//! Blocklists for hostnames and IP address ranges.
//!
//! The range table is built once per process and shared read-only by both the
//! static URL check and the DNS-resolution check.

use std::net::{IpAddr, Ipv4Addr, Ipv6Addr};
use std::sync::LazyLock;

use ipnet::{Ipv4Net, Ipv6Net};

use crate::error::{Error, Result};

/// IPv4 ranges that outbound requests must never reach.
const BLOCKED_V4: &[&str] = &[
    "0.0.0.0/8",       // "this" network
    "10.0.0.0/8",      // private
    "100.64.0.0/10",   // shared address space (CGNAT)
    "127.0.0.0/8",     // loopback
    "169.254.0.0/16",  // link-local, cloud metadata
    "172.16.0.0/12",   // private
    "192.0.0.0/24",    // IETF protocol assignments
    "192.0.2.0/24",    // TEST-NET-1
    "192.168.0.0/16",  // private
    "198.18.0.0/15",   // benchmarking
    "198.51.100.0/24", // TEST-NET-2
    "203.0.113.0/24",  // TEST-NET-3
    "224.0.0.0/4",     // multicast
    "240.0.0.0/4",     // reserved, broadcast
];

/// IPv6 ranges that outbound requests must never reach.
const BLOCKED_V6: &[&str] = &[
    "::/128",        // unspecified
    "::1/128",       // loopback
    "fc00::/7",      // unique local
    "fe80::/10",     // link-local
    "ff00::/8",      // multicast
    "2001:db8::/32", // documentation
];

/// Hostnames rejected before any parsing of the address itself.
const BLOCKED_HOSTNAMES: &[&str] = &["localhost", "127.0.0.1", "0.0.0.0", "::1"];

/// mDNS suffix; anything under it lives on the local network.
const BLOCKED_SUFFIX: &str = ".local";

static BLOCKED_RANGES: LazyLock<BlockedRanges> = LazyLock::new(BlockedRanges::standard);

/// Immutable table of blocked CIDR ranges.
#[derive(Debug, Clone)]
pub struct BlockedRanges {
    v4: Vec<Ipv4Net>,
    v6: Vec<Ipv6Net>,
}

impl BlockedRanges {
    /// The process-wide table.
    pub fn global() -> &'static Self {
        &BLOCKED_RANGES
    }

    fn standard() -> Self {
        let v4 = BLOCKED_V4
            .iter()
            .map(|cidr| cidr.parse().expect("blocked IPv4 range should parse"))
            .collect();
        let v6 = BLOCKED_V6
            .iter()
            .map(|cidr| cidr.parse().expect("blocked IPv6 range should parse"))
            .collect();
        Self { v4, v6 }
    }

    /// Return the blocked range containing `ip`, if any.
    ///
    /// IPv6 addresses that embed an IPv4 address (`::ffff:a.b.c.d` and the
    /// deprecated `::a.b.c.d`) are unwrapped and checked against the IPv4
    /// table.
    pub fn matching_range(&self, ip: IpAddr) -> Option<String> {
        match ip {
            IpAddr::V4(v4) => self.match_v4(v4),
            IpAddr::V6(v6) => self.match_v6(v6),
        }
    }

    /// Whether `ip` falls inside any blocked range.
    pub fn is_blocked(&self, ip: IpAddr) -> bool {
        self.matching_range(ip).is_some()
    }

    /// Like [`is_blocked`](Self::is_blocked), but reports the matching range.
    pub fn check(&self, ip: IpAddr) -> Result<()> {
        match self.matching_range(ip) {
            Some(range) => Err(Error::BlockedAddress { ip, range }),
            None => Ok(()),
        }
    }

    fn match_v4(&self, ip: Ipv4Addr) -> Option<String> {
        self.v4
            .iter()
            .find(|net| net.contains(&ip))
            .map(ToString::to_string)
    }

    fn match_v6(&self, ip: Ipv6Addr) -> Option<String> {
        // ::/128 and ::1/128 must match here, before the IPv4-compatible
        // unwrap below would read them as 0.0.0.0 / 0.0.0.1.
        if let Some(net) = self.v6.iter().find(|net| net.contains(&ip)) {
            return Some(net.to_string());
        }

        if let Some(v4) = ip.to_ipv4_mapped() {
            return self.match_v4(v4);
        }

        embedded_compat_v4(ip).and_then(|v4| self.match_v4(v4))
    }
}

/// Extract the IPv4 address from a deprecated IPv4-compatible IPv6 address.
fn embedded_compat_v4(ip: Ipv6Addr) -> Option<Ipv4Addr> {
    let segments = ip.segments();
    if segments[..6] != [0, 0, 0, 0, 0, 0] {
        return None;
    }
    if segments[6] == 0 && segments[7] <= 1 {
        return None;
    }
    let [.., a, b, c, d] = ip.octets();
    Some(Ipv4Addr::new(a, b, c, d))
}

/// Check a hostname against the literal blocklist.
///
/// Comparison is case-insensitive and ignores a trailing FQDN dot and IPv6
/// brackets. Returns the matching rule.
pub fn blocked_hostname(host: &str) -> Option<&'static str> {
    let host = host
        .trim_start_matches('[')
        .trim_end_matches(']')
        .trim_end_matches('.')
        .to_ascii_lowercase();

    if let Some(&literal) = BLOCKED_HOSTNAMES.iter().find(|&&b| b == host) {
        return Some(literal);
    }
    if host.ends_with(BLOCKED_SUFFIX) {
        return Some(BLOCKED_SUFFIX);
    }
    None
}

★ ★ ★ ★

— Exercise —
Reproduce each line of the data containing the word "requests".

— Answer to the exercise —
/// IPv4 ranges that outbound requests must never reach.
/// IPv6 ranges that outbound requests must never reach.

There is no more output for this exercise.